Verschwörungserzählungen bedrohen Demokratie

Corona wirkt als Brandbeschleuniger

Mit etwa 30 Teilnehmern war die erste Online-Versammlung der Landkreis-Grünen durchaus eine gelungene Premiere. Als Referentin konnte Franziska Sänftl die Doktorandin Marlene Schönberger aus Adlkofen begrüßen, die zum Thema Verschwörungserzählungen am Geschwister-Scholl-Institut für Politikwissenschaften forscht. Im parallel laufenden Chat konnten die Teilnehmer Fragen stellen und Kommentare abgeben.

In ihrer Einleitung erinnerte Sänftl an den Beginn der Coronakrise im März, als alle verordneten und empfohlenen Maßnahmen sehr ernst genommen wurden. Über den Sommer änderte sich dies in Teilen der Bevölkerung und begründete Sorgen wurden mehr und mehr durch Denkfiguren ersetzt, die geheimen Mächten die Verantwortung zuschoben und einfache Schuldzuweisungen formulierten.

Schönberger erklärte gemeinsame Eigenschaften von Verschwörungstheorien: Politische Akteure werden als Schachfiguren gesehen, von bösen Mächten gelenkt. Man meint, wichtige Entscheidungen werden nur hinter verschlossenen Türen getroffen. Beweise fehlen oder sie sind widersprüchlich. Es wird nicht abgewogen zwischen den angeblichen Zielen und dem benötigten Aufwand. Anhänger von Verschwörungstheorien sehen sich gerne im Besitz des absoluten Wissens, eine Diskussion ist schwierig, Gegenargumente werden nicht gehört.

Orientierungslosigkeit bei negativ wahrgenommenen Ereignissen befördern solche Erzählungen.

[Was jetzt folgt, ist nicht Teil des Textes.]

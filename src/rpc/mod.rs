//! RPC Server (C9): transports a persistent JSON-RPC 2.0 message stream
//! per client over the message-stream transport (wired to a WebSocket in
//! `web::ws`), with the method table in `dispatch`.

mod connection;
mod dispatch;
mod metrics;
mod types;

pub use connection::{ClientConnection, MethodClass};
pub use dispatch::{dispatch, RpcContext};
pub use metrics::{MetricsSnapshot, ServerMetrics};
pub use types::{RpcErrorBody, RpcId, RpcNotification, RpcRequest, RpcResponse};

use std::collections::HashMap;
use std::sync::Arc;

use parking_lot::RwLock;
use serde_json::json;
use uuid::Uuid;

use crate::auth::TokenVerifier;
use crate::controller::Controller;
use crate::events::DomainEvent;

/// Owns the client table and the shared dispatch context. One instance per
/// process, constructed alongside the Controller in `AppState`.
pub struct RpcServer {
    ctx: RpcContext,
    clients: RwLock<HashMap<String, ClientSummary>>,
}

/// Externally visible subset of a `ClientConnection`, kept in the server's
/// own table so `get_status`-style introspection doesn't need to reach
/// into each connection task.
#[derive(Debug, Clone)]
struct ClientSummary {
    authenticated: bool,
    user_id: Option<String>,
}

const STATUS_BUCKET_CAPACITY: u32 = 60;
const STATUS_REFILL_PER_SEC: f64 = 20.0;
const CONTROL_BUCKET_CAPACITY: u32 = 20;
const CONTROL_REFILL_PER_SEC: f64 = 5.0;

impl RpcServer {
    pub fn new(controller: Arc<Controller>, verifier: Arc<dyn TokenVerifier>) -> Arc<Self> {
        Arc::new(Self {
            ctx: RpcContext {
                controller,
                verifier,
                metrics: Arc::new(ServerMetrics::new()),
            },
            clients: RwLock::new(HashMap::new()),
        })
    }

    pub fn new_connection(&self) -> (String, ClientConnection) {
        let client_id = Uuid::new_v4().to_string();
        self.clients.write().insert(
            client_id.clone(),
            ClientSummary { authenticated: false, user_id: None },
        );
        self.ctx.metrics.connection_opened();
        (
            client_id.clone(),
            ClientConnection::new(
                client_id,
                STATUS_BUCKET_CAPACITY,
                STATUS_REFILL_PER_SEC,
                CONTROL_BUCKET_CAPACITY,
                CONTROL_REFILL_PER_SEC,
            ),
        )
    }

    pub fn drop_connection(&self, client_id: &str) {
        self.clients.write().remove(client_id);
        self.ctx.metrics.connection_closed();
    }

    /// Auth-failure threshold from the `auth.max_auth_failures` config
    /// (§4.10: "repeated failures above a threshold close the connection").
    /// The caller is the transport loop, which owns the socket and is the
    /// only thing that can actually close it.
    pub fn should_close_for_auth_failures(&self, conn: &ClientConnection, max_auth_failures: u32) -> bool {
        conn.auth_failures >= max_auth_failures
    }

    /// Parses one inbound text frame and dispatches it. A frame that isn't
    /// even valid JSON has no recoverable id, so per §4.10 the caller must
    /// close the connection rather than send this response; a frame that
    /// parses as JSON but not as a well-formed request still gets the
    /// standard parse-error response.
    pub async fn handle_frame(&self, raw: &str, conn: &mut ClientConnection) -> Option<RpcResponse> {
        let value: serde_json::Value = match serde_json::from_str(raw) {
            Ok(v) => v,
            Err(_) => return None,
        };

        let req: RpcRequest = match serde_json::from_value(value) {
            Ok(r) => r,
            Err(_) => return Some(RpcResponse::parse_error()),
        };

        let response = dispatch(&req, conn, &self.ctx).await;

        if let Some(summary) = self.clients.write().get_mut(&conn.client_id) {
            summary.authenticated = conn.authenticated;
            summary.user_id = conn.user_id.clone();
        }

        Some(response)
    }

    pub fn metrics(&self) -> Arc<ServerMetrics> {
        self.ctx.metrics.clone()
    }

    pub fn authenticated_client_count(&self) -> usize {
        self.clients.read().values().filter(|c| c.authenticated).count()
    }
}

/// Projects a [`DomainEvent`] onto the server-initiated notifications that
/// §4.9 specifies (`camera_status_update`, `recording_status_update`).
/// Other event kinds are process-internal (logging, health) and are not
/// forwarded to clients.
pub fn event_to_notification(event: &DomainEvent) -> Option<RpcNotification> {
    let params = match event {
        DomainEvent::CameraStatusUpdate { device, status } => json!({"device": device, "status": status}),
        DomainEvent::CameraRemoved { device } => json!({"device": device}),
        DomainEvent::RecordingStatusUpdate { session_id, device, status } => {
            json!({"session_id": session_id, "device": device, "status": status})
        }
        _ => return None,
    };

    let method = match event {
        DomainEvent::CameraStatusUpdate { .. } | DomainEvent::CameraRemoved { .. } => "camera_status_update",
        DomainEvent::RecordingStatusUpdate { .. } => "recording_status_update",
        _ => unreachable!(),
    };

    Some(RpcNotification { jsonrpc: "2.0", method, params })
}

#[cfg(test)]
mod tests {
    use super::*;
    use crate::auth::StaticTokenVerifier;
    use crate::controller::Controller;
    use crate::device::{DeviceManager, FilesystemChecker, TextFormatParser};
    use crate::events::EventBus;
    use crate::health::{HealthMonitor, HealthMonitorConfig};
    use crate::process::ProcessRunner;
    use crate::recording::{RecordingEngine, RecordingEngineConfig};
    use crate::router::RouterClient;
    use crate::snapshot::{SnapshotEngine, SnapshotEngineConfig, SnapshotSettings};
    use crate::storage::{StorageMonitor, StorageMonitorConfig};
    use std::time::Duration;

    fn server(dir: &std::path::Path) -> Arc<RpcServer> {
        let events = Arc::new(EventBus::new());
        let router = Arc::new(RouterClient::new("127.0.0.1", 9997, 0, Duration::from_millis(10), Duration::from_millis(50)));
        let health = Arc::new(HealthMonitor::new(
            HealthMonitorConfig {
                health_check_interval: Duration::from_secs(30),
                failure_threshold: 3,
                recovery_threshold: 2,
                circuit_breaker_timeout: Duration::from_secs(5),
                backoff_multiplier: 2.0,
                backoff_jitter_low: 0.0,
                backoff_jitter_high: 0.0,
                max_backoff: Duration::from_secs(30),
                state_file: None,
            },
            router.clone(),
            events.clone(),
        ));
        let device = Arc::new(DeviceManager::new(
            crate::device::DeviceManagerConfig {
                device_range: vec![0],
                poll_interval: Duration::from_secs(30),
                detection_timeout: Duration::from_secs(2),
                enable_capability_detection: false,
                capability_timeout: Duration::from_secs(2),
                capability_retry_interval: Duration::from_secs(10),
                capability_max_retries: 1,
                probe_program: "true".to_string(),
            },
            Arc::new(FilesystemChecker),
            Arc::new(ProcessRunner::new(4096)),
            Arc::new(TextFormatParser),
            events.clone(),
        ));
        let storage = Arc::new(StorageMonitor::new(
            StorageMonitorConfig {
                recordings_dir: dir.join("recordings"),
                snapshots_dir: dir.join("snapshots"),
                sample_interval: Duration::from_secs(30),
                warn_pct: 80.0,
                block_pct: 95.0,
            },
            events.clone(),
        ));
        let recording = Arc::new(RecordingEngine::new(
            RecordingEngineConfig {
                output_dir: dir.join("recordings"),
                ffmpeg_binary: "ffmpeg".to_string(),
                default_format: "mp4".to_string(),
                default_segment_duration: Duration::from_secs(300),
                recording_start_timeout: Duration::from_secs(10),
                termination_timeout: Duration::from_secs(5),
                kill_timeout: Duration::from_secs(3),
                rotation_poll_interval: Duration::from_secs(5),
            },
            router.clone(),
            Arc::new(ProcessRunner::new(4096)),
            storage.clone(),
            events.clone(),
        ));
        let snapshot = Arc::new(SnapshotEngine::new(
            SnapshotEngineConfig {
                output_dir: dir.join("snapshots"),
                ffmpeg_binary: "ffmpeg".to_string(),
                snapshot_execution_timeout: Duration::from_secs(2),
                snapshot_retries: 0,
                rtsp_port: 8554,
                auto_start_streams: false,
                stream_readiness_timeout: Duration::from_millis(100),
                stream_readiness_check_interval: Duration::from_millis(20),
                default_settings: SnapshotSettings {
                    format: "jpg".to_string(),
                    quality: 85,
                    max_width: 1920,
                    max_height: 1080,
                    auto_resize: true,
                    compression: 2,
                },
            },
            router.clone(),
            Arc::new(ProcessRunner::new(4096)),
            events.clone(),
        ));

        let controller = Controller::new(router, health, device, snapshot, recording, storage);
        let verifier = Arc::new(StaticTokenVerifier::new(&[crate::auth::TokenEntry {
            token: "secret".to_string(),
            user_id: "alice".to_string(),
            role: crate::auth::Role::Operator,
        }]));
        RpcServer::new(controller, verifier)
    }

    #[tokio::test]
    async fn ping_without_auth_requires_authentication_like_any_other_method() {
        let dir = tempfile::tempdir().unwrap();
        let srv = server(dir.path());
        let (_, mut conn) = srv.new_connection();

        let resp = srv.handle_frame(r#"{"jsonrpc":"2.0","method":"ping","id":1}"#, &mut conn).await.unwrap();
        assert_eq!(resp.error.unwrap().code, -32001);

        let resp = srv
            .handle_frame(r#"{"jsonrpc":"2.0","method":"get_camera_list","id":2}"#, &mut conn)
            .await
            .unwrap();
        assert_eq!(resp.error.unwrap().code, -32001);
    }

    #[tokio::test]
    async fn authenticate_then_forbidden_for_admin_method() {
        let dir = tempfile::tempdir().unwrap();
        let srv = server(dir.path());
        let (_, mut conn) = srv.new_connection();

        let resp = srv
            .handle_frame(r#"{"jsonrpc":"2.0","method":"authenticate","params":{"auth_token":"secret"},"id":1}"#, &mut conn)
            .await
            .unwrap();
        assert!(resp.error.is_none());

        let resp = srv
            .handle_frame(r#"{"jsonrpc":"2.0","method":"get_metrics","id":2}"#, &mut conn)
            .await
            .unwrap();
        assert_eq!(resp.error.unwrap().code, -32003);
    }

    #[tokio::test]
    async fn malformed_json_has_no_recoverable_id() {
        let dir = tempfile::tempdir().unwrap();
        let srv = server(dir.path());
        let (_, mut conn) = srv.new_connection();
        assert!(srv.handle_frame("not json", &mut conn).await.is_none());
    }

    #[tokio::test]
    async fn unknown_jsonrpc_version_is_rejected() {
        let dir = tempfile::tempdir().unwrap();
        let srv = server(dir.path());
        let (_, mut conn) = srv.new_connection();
        let resp = srv
            .handle_frame(r#"{"jsonrpc":"1.0","method":"ping","id":1}"#, &mut conn)
            .await
            .unwrap();
        assert_eq!(resp.error.unwrap().code, -32600);
    }
}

Eine gewisse Hilflosigkeit sucht nach einfachen Erklärungen, die Schuldige klar benennt und die Ereignisse erwartbar macht und entlastet.

Aktuell trauen sich immer mehr Menschen, ihre Theorien zu verbreiten. In Zeiten von Corona ist das nicht nur Gefahr für unsere Gesundheit, sondern auch für unsere Demokratie, so Schönberger. Denn letztlich schwingt immer die Hoffnung auf die Vernichtung der Schuldigen mit. Außerdem sind Verschwörungstheorien ein antidemokratisches Machtmittel, mit dem Sündenböcke benannt werden können, mit dem man mobilisieren, Netzwerke stabilisieren und Handlungen legitimieren kann.

In einem geschichtlichen Abriss wurde deutlich, dass der Glaube an Verschwörungen die Menschheit begleitet. In Mittelalter und Neuzeit waren sie oft christlich beeinflusst: Teufelsglaube, Hexenverfolgung und Antisemitismus. Letztere begründet durch angeblichen "Hostienfrevel", Ritualmorde und Brunnenvergiftungen durch Juden. Antijüdische Stereotype entwickelten sich schon zu dieser Zeit. Paradoxerweise gab gerade die Zeit der Aufklärung den Verschwörungstheorien neuen Auftrieb. Liberale Geheimbünde und die jüdische Emanzipation mobilisierte deren Gegner und förderte entsprechende Theorien durch die Befürworter der alten Ordnung. Geradezu eskalierend war die Zeit nach den napoleonischen Kriegen als die Begriffe Sozialismus, Freimaurer, Judentum, Großkapital, amerikanische Großmacht mehr und mehr zu einer großen Erzählung verbacken wurden. Mit der Dolchstoßlegende des Ersten Weltkriegs, dem Bestseller der (gefälschten) "Protokolle der Weisen von Zion" und dem  Antisemitismus der Nazis eskalierte dieses Zeitalter in der Katastrophe des Zweiten Weltkriegs. Danach kehrte die Mehrheitsgesellschaft bei uns diesem Denken den Rücken. Erst die Anschläge des 9.11.2001 markierten den Neubeginn von Misstrauen, Verachtung, von Islamophobie und Antisemitismus. Gerüchte von der Planung einer "Neuen Weltordnung" machen die Runde. Man spricht von einem zielgerichteten Bevölkerungsaustausch, von einer Klimalüge, von der Coronaoperation, um diesem Ziel näher zu kommen. Dabei werden alte Muster wieder sichtbar.
Die Politik muss diesem Trend durch höchste Transparenz ihrer Entscheidungen entgegenwirken. Marlene Schönberger rät, im persönlichen Umfeld wachsam zu sein und ersten Anzeichen mit guten Argumenten zu begegnen. Hohe Bildung und hohes Einkommen allerdings sind kein Garant dafür, vor Verschwörungstheorien gefeit zu sein, das sagen wenig Mut gebende jüngste Forschungsergebnisse.